Work to complete
Return each line in the records below that includes "Display".
• • •
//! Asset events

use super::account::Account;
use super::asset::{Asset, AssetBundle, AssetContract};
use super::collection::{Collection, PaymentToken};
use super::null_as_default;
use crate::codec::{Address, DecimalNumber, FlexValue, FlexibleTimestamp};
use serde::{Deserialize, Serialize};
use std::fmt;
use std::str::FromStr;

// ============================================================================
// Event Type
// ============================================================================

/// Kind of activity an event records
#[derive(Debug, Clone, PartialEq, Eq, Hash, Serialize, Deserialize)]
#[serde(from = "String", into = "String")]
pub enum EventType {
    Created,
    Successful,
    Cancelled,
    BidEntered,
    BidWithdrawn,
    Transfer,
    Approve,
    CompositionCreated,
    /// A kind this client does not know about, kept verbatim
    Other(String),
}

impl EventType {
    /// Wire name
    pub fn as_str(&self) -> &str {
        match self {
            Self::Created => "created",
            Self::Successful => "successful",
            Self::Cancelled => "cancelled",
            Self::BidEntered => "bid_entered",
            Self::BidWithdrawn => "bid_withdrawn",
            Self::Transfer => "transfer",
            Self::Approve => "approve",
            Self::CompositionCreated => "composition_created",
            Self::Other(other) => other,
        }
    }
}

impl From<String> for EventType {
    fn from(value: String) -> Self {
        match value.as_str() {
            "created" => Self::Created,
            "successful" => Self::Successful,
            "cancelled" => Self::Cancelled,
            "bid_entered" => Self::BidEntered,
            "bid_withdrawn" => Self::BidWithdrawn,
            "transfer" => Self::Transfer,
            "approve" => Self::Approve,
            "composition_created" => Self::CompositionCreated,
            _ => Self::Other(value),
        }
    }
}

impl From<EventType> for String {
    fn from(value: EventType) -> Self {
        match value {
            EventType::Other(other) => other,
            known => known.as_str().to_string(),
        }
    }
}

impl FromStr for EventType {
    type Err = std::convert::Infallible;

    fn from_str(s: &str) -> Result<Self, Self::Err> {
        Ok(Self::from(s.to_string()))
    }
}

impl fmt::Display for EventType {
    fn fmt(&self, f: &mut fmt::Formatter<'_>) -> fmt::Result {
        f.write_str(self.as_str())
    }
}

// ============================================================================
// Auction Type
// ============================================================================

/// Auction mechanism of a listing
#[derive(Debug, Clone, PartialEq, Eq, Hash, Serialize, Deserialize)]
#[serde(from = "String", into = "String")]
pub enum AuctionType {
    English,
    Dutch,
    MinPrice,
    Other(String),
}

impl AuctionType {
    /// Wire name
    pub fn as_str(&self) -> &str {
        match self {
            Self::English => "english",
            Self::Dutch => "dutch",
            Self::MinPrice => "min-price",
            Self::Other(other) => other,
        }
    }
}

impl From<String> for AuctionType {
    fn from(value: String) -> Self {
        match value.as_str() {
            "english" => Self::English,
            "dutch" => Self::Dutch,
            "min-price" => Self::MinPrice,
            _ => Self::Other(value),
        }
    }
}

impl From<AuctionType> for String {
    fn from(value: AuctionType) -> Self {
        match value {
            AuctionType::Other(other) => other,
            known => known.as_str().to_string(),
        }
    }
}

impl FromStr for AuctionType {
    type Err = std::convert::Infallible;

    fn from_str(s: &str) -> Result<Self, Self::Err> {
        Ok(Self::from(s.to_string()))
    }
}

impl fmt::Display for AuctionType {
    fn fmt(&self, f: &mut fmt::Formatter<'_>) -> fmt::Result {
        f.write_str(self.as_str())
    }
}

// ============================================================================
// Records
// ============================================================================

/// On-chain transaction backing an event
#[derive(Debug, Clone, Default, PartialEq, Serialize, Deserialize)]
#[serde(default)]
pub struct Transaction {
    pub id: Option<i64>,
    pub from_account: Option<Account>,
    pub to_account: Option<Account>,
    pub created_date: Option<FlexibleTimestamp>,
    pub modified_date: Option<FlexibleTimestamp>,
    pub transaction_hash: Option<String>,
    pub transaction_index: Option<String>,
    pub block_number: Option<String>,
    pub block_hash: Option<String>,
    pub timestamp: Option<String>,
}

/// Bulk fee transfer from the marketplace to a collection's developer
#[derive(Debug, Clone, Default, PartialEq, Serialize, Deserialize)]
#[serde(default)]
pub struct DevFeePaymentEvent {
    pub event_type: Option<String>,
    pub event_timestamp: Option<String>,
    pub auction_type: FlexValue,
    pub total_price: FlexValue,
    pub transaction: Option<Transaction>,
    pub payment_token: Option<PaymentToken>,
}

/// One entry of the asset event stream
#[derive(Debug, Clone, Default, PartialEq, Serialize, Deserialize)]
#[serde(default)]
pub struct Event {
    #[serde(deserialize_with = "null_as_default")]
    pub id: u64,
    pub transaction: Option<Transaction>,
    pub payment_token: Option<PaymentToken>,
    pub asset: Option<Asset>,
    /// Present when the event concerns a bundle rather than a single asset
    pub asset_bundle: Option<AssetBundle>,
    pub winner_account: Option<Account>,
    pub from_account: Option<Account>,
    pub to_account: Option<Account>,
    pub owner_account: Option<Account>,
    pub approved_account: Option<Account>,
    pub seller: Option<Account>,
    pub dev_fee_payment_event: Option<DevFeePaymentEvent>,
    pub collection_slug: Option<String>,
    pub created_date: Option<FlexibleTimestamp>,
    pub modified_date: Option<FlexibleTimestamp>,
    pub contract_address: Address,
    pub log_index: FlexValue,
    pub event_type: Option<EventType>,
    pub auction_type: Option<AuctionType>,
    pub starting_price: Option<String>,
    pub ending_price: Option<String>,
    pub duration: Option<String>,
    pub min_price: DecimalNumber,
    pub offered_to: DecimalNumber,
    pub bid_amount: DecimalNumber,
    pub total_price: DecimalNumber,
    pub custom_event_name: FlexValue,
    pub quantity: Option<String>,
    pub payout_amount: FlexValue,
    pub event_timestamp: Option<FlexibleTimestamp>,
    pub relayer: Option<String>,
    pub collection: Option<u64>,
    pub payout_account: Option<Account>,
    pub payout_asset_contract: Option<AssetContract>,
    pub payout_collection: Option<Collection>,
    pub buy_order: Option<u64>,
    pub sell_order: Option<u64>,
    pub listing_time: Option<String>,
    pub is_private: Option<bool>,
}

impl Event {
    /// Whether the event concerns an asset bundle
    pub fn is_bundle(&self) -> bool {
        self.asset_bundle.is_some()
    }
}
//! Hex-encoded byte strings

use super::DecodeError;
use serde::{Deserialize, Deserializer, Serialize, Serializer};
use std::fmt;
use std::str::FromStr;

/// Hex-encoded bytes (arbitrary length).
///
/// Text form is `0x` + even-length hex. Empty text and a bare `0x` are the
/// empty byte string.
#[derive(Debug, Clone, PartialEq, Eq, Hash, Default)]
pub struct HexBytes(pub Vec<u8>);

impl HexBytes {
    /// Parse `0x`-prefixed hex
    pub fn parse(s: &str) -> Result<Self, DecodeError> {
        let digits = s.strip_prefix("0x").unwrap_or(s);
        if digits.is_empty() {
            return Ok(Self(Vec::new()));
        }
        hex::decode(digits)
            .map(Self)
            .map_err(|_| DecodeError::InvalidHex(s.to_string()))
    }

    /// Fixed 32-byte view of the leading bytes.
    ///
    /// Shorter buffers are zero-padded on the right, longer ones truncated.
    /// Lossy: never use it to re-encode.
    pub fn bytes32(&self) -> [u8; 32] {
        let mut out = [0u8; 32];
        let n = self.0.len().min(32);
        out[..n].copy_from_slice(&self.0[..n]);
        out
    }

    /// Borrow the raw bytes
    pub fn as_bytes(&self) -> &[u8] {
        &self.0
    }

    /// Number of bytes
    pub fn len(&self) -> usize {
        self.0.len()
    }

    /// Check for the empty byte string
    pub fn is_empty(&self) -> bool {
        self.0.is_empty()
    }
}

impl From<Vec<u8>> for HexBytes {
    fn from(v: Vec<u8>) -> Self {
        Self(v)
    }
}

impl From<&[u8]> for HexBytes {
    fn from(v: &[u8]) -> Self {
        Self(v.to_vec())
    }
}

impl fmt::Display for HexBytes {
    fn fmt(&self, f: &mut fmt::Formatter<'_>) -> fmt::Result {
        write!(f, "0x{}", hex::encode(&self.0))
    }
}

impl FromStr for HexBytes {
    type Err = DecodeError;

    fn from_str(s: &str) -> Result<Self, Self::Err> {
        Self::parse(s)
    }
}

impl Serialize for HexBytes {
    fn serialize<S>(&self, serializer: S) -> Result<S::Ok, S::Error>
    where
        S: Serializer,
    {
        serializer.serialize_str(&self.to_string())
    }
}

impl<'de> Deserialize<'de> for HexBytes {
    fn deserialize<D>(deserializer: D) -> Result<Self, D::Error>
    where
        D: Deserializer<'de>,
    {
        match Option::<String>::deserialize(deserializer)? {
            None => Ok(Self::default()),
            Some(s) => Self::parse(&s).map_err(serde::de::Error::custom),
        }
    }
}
• • •
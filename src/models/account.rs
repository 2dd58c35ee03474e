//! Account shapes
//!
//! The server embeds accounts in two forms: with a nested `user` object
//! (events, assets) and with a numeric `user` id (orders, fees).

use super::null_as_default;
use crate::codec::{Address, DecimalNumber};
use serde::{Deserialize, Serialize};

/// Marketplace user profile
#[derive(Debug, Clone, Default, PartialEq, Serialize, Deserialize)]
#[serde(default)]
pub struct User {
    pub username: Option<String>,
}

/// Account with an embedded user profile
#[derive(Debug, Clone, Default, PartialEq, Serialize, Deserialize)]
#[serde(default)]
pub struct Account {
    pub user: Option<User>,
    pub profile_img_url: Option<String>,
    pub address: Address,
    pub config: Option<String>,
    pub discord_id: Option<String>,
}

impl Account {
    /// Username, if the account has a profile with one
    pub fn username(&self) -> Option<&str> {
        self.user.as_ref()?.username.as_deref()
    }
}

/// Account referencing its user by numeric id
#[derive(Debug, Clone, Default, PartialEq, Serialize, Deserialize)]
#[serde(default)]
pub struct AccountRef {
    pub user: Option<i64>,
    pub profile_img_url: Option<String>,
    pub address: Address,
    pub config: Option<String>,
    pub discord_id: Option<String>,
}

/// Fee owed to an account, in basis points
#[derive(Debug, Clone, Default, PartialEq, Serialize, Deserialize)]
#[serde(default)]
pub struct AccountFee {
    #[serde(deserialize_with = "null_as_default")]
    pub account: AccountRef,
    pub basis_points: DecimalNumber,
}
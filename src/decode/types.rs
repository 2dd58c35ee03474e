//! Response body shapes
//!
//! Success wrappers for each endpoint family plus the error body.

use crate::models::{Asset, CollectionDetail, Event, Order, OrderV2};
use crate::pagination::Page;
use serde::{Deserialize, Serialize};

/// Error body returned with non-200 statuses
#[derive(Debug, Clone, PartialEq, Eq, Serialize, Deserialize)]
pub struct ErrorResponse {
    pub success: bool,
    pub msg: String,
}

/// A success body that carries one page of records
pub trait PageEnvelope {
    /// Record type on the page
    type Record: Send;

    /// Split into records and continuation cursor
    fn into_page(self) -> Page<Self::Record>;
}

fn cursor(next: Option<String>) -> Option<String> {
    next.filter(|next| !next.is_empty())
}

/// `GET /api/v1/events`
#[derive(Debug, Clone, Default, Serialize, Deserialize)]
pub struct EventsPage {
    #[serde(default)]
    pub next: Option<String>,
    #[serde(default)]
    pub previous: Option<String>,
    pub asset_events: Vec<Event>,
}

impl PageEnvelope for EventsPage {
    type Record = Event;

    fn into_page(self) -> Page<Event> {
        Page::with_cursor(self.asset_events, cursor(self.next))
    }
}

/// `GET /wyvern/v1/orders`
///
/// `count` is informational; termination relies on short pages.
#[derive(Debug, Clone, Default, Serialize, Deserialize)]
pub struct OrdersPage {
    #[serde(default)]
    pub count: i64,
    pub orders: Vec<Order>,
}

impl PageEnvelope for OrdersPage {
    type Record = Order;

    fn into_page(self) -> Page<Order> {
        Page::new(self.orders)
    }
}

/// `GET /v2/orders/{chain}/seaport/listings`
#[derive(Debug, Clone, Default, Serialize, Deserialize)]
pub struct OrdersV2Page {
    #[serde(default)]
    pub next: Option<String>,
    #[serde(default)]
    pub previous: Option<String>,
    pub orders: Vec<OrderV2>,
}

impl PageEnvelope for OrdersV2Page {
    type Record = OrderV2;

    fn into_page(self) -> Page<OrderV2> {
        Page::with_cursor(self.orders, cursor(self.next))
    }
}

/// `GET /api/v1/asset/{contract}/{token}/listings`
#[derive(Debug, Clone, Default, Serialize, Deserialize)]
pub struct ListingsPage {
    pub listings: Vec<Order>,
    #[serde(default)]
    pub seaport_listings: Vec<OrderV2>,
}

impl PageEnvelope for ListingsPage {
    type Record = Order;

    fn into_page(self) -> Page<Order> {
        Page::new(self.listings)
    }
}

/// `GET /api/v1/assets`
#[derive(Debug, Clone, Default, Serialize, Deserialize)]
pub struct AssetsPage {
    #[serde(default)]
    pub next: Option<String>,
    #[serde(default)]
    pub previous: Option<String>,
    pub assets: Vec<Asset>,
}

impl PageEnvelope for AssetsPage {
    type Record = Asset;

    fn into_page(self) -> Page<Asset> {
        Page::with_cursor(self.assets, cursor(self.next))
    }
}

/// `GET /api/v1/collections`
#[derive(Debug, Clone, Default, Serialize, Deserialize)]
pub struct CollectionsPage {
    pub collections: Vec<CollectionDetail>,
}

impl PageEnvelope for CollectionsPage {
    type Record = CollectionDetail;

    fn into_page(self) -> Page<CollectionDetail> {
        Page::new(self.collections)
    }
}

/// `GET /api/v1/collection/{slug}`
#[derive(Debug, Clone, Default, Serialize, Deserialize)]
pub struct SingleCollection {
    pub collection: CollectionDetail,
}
• • •
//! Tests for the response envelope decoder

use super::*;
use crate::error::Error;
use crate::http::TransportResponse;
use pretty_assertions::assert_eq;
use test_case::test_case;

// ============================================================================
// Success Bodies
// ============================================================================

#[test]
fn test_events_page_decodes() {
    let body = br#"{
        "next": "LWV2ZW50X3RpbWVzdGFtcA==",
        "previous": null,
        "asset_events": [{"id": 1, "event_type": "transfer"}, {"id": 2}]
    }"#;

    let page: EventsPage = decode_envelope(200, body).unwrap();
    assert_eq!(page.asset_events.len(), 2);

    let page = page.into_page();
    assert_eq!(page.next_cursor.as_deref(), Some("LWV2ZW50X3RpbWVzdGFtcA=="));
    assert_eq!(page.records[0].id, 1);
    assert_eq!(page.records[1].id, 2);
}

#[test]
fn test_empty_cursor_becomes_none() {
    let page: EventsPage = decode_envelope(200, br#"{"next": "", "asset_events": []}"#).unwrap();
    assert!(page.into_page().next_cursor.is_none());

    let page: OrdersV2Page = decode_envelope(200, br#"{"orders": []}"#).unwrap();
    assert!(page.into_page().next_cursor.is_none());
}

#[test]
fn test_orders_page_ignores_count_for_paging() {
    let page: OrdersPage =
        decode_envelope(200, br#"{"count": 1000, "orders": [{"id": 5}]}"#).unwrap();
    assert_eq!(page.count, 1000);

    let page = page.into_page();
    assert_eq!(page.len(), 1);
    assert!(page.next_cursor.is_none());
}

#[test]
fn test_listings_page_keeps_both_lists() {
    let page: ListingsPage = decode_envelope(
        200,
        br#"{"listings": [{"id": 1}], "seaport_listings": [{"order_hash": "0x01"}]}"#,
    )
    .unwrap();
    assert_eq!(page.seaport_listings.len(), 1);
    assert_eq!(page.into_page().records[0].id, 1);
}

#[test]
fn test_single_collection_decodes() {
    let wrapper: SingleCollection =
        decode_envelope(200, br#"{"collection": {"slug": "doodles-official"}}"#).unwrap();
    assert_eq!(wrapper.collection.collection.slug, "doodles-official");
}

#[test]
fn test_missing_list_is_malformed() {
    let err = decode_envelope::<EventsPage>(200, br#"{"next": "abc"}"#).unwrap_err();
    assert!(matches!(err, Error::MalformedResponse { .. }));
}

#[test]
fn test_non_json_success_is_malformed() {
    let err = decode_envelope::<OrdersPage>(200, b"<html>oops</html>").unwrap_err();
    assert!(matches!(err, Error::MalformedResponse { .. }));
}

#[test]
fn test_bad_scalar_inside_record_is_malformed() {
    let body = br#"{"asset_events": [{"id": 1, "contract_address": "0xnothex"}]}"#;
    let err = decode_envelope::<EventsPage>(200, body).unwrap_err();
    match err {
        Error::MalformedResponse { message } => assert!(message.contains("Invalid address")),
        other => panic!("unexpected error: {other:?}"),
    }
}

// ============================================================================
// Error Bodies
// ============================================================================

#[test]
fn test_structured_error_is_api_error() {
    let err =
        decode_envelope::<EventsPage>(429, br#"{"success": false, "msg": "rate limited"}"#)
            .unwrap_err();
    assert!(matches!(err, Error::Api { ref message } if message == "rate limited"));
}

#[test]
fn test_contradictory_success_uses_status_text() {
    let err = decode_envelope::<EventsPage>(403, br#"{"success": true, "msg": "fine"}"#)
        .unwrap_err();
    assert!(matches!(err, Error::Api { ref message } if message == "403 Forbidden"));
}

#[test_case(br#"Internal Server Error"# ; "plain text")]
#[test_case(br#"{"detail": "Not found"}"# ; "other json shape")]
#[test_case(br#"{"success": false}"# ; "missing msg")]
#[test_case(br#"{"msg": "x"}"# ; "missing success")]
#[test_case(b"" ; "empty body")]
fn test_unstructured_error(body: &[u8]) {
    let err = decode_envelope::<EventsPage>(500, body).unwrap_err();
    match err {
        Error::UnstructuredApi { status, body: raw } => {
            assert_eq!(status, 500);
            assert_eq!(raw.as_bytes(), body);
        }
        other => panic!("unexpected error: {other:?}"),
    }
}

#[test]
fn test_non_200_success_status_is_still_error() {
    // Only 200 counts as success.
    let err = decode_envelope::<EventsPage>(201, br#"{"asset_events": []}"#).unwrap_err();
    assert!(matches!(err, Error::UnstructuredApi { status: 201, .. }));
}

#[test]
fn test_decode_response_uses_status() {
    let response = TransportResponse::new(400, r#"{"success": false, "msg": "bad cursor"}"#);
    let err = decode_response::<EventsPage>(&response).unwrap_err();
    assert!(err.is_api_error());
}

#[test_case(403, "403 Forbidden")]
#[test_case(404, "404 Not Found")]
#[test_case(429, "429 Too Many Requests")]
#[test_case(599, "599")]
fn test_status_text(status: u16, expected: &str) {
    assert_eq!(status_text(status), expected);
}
• • •
Solution for this task
impl fmt::Display for EventType {
impl fmt::Display for AuctionType {
impl fmt::Display for HexBytes {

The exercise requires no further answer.